En 2015, l’Europe a été largement prise au dépourvu par la traversée soudaine de près d’un million de réfugiés syriens depuis la Turquie vers les îles grecques proches de la côte turque. La plupart d’entre eux ont réussi à rejoindre d’autres pays en Europe, parmi lesquels l’Allemagne, qui faisait office de destination privilégiée. Submergée par cet afflux massif et sous la pression des partis populistes de droite dans plusieurs pays, la route des Balkans a été fermée et, en mars 2016, les dirigeants européens ont conclu un accord avec la Turquie en vue de garder la majorité des Syriens en Turquie.
                              
Dans ce contexte, l’Union européenne a décidé, fin novembre 2015, de créer un Fonds d’urgence pour l’Afrique (EU Emergency Trust Fund for Africa). Le Fonds a pu disposer de près de 3 milliards d’euros, dont 2,7 milliards provenant du Fonds de développement européen. L’objectif ? S’attaquer aux causes fondamentales d’instabilité et de migration forcée et irrégulière, de même que contribuer à une meilleure maîtrise des flux migratoires. Six mois plus tard, l’Union européenne a introduit les Accords de migration (Migration Partnership Frameworks) avec certains pays d’Afrique. Ces accords devaient permettre de s’attaquer, à court terme, aux réseaux de trafiquants, d’organiser le retour d’un nombre accru de migrants africains n’ayant pas le droit de séjourner en Europe et, singulièrement, de garantir une route sûre et légale pour les réfugiés en provenance d’Afrique. À plus long terme, ces accords bilatéraux devaient également contribuer à l’élimination des causes fondamentales de la migration en favorisant le développement politique, social et économique des pays concernés.

Une consultation rapide des statistiques relatives aux pays d’origine des migrants qui ont rejoint l’Italie depuis l’Afrique en 2016 et 2017 explique clairement pourquoi l’UE donne la priorité à l’Afrique de l’Ouest lors de la mise en œuvre des deux nouveaux instruments politiques. Quatre pays du Top 5 se situent en effet dans cette partie de l’Afrique : le Nigeria, la Guinée, la Côte d’Ivoire et la Gambie. Nous observons également qu’un milliard d’euros (sur le montant de 1,9 milliard à ce jour utilisé par le Fonds d’urgence) ont été affectés à des projets et initiatives en Afrique de l’Ouest et dans quelques pays limitrophes. Quatre des cinq Accords de migration conclus jusqu’à présent le sont avec des pays d’Afrique de l’Ouest (le Nigeria, le Sénégal, ainsi que le Mali et le Niger, des pays de transit importants).

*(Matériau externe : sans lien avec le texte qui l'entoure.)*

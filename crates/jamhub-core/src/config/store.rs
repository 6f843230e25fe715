//! Session document store configuration.

use serde::{Deserialize, Serialize};

/// Top-level store configuration.
#[derive(Debug, Clone, Serialize, Deserialize)]
pub struct StoreConfig {
    /// Store provider type: `"memory"` or `"redis"`.
    #[serde(default = "default_provider")]
    pub provider: String,
    /// Redis-specific store configuration.
    #[serde(default)]
    pub redis: RedisStoreConfig,
}

impl Default for StoreConfig {
    fn default() -> Self {
        Self {
            provider: default_provider(),
            redis: RedisStoreConfig::default(),
        }
    }
}

/// Redis store backend configuration.
#[derive(Debug, Clone, Serialize, Deserialize)]
pub struct RedisStoreConfig {
    /// Redis connection URL.
    #[serde(default = "default_redis_url")]
    pub url: String,
    /// Key prefix for all JamHub keys.
    #[serde(default = "default_key_prefix")]
    pub key_prefix: String,
}

impl Default for RedisStoreConfig {
    fn default() -> Self {
        Self {
            url: default_redis_url(),
            key_prefix: default_key_prefix(),
        }
    }
}

fn default_provider() -> String {
    "memory".to_string()
}

fn default_redis_url() -> String {
    "redis://localhost:6379".to_string()
}

fn default_key_prefix() -> String {
    "jamhub:".to_string()
}
//! Redis connection management.

use redis::Client;
use redis::aio::ConnectionManager;
use tracing::info;

use jamhub_core::config::RedisStoreConfig;
use jamhub_core::error::{AppError, ErrorKind};
use jamhub_core::result::AppResult;

/// Redis client wrapper with connection management.
#[derive(Clone)]
pub struct RedisClient {
    /// Redis connection manager (multiplexed, reconnecting).
    conn: ConnectionManager,
    /// Key prefix for all keys.
    key_prefix: String,
}

impl std::fmt::Debug for RedisClient {
    fn fmt(&self, f: &mut std::fmt::Formatter<'_>) -> std::fmt::Result {
        f.debug_struct("RedisClient")
            .field("key_prefix", &self.key_prefix)
            .finish_non_exhaustive()
    }
}

impl RedisClient {
    /// Create a new Redis client from configuration.
    pub async fn connect(config: &RedisStoreConfig) -> AppResult<Self> {
        info!(url = %mask_redis_url(&config.url), "Connecting to Redis");

        let client = Client::open(config.url.as_str()).map_err(|e| {
            AppError::with_source(ErrorKind::Configuration, "Invalid Redis URL", e)
        })?;

        let conn = ConnectionManager::new(client).await.map_err(|e| {
            AppError::with_source(ErrorKind::Unavailable, "Failed to connect to Redis", e)
        })?;

        info!("Successfully connected to Redis");
        Ok(Self {
            conn,
            key_prefix: config.key_prefix.clone(),
        })
    }

    /// Get a mutable clone of the connection manager.
    pub fn conn_mut(&self) -> ConnectionManager {
        self.conn.clone()
    }

    /// Build a full key with the configured prefix.
    pub fn prefixed_key(&self, key: &str) -> String {
        format!("{}{key}", self.key_prefix)
    }

    /// Strip the configured prefix from a full key.
    pub fn unprefixed_key<'a>(&self, full_key: &'a str) -> &'a str {
        full_key
            .strip_prefix(self.key_prefix.as_str())
            .unwrap_or(full_key)
    }
}

/// Mask password in Redis URL for safe logging.
fn mask_redis_url(url: &str) -> String {
    if let Some(at_pos) = url.find('@') {
        if let Some(colon_pos) = url[..at_pos].rfind(':') {
            let scheme_end = url.find("://").map(|p| p + 3).unwrap_or(0);
            if colon_pos > scheme_end {
                return format!("{}:****@{}", &url[..colon_pos], &url[at_pos + 1..]);
            }
        }
    }
    url.to_string()
}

Selon les prévisions, la pression migratoire depuis cette partie de l’Afrique ne devrait que se renforcer dans les prochaines années en raison de la croissance démographique constante. L’idée centrale qui sous-tend le Fonds d’urgence et les Accords de migration est que grâce aux investissements européens dans cette région, de nombreux Africains de l’Ouest n’auront plus besoin de trouver leur salut en Europe. Bref : plus de développement pour moins de migration.

CRITIQUE

Personne ne remet en question les tentatives de l’Union européenne de stimuler le développement économique de pays d’Afrique de l’Ouest. La plupart des pays dans la région sont parmi les moins développés du continent africain ; ils peuvent donc tirer profit de toute forme de stimulation et de développement afin de lutter contre la pauvreté et de créer davantage d’opportunités pour une population majoritairement jeune. Des critiques s’élèvent toutefois de manière croissante à propos de la mise en œuvre des nouveaux accords et des attentes suscitées par les politiciens européens.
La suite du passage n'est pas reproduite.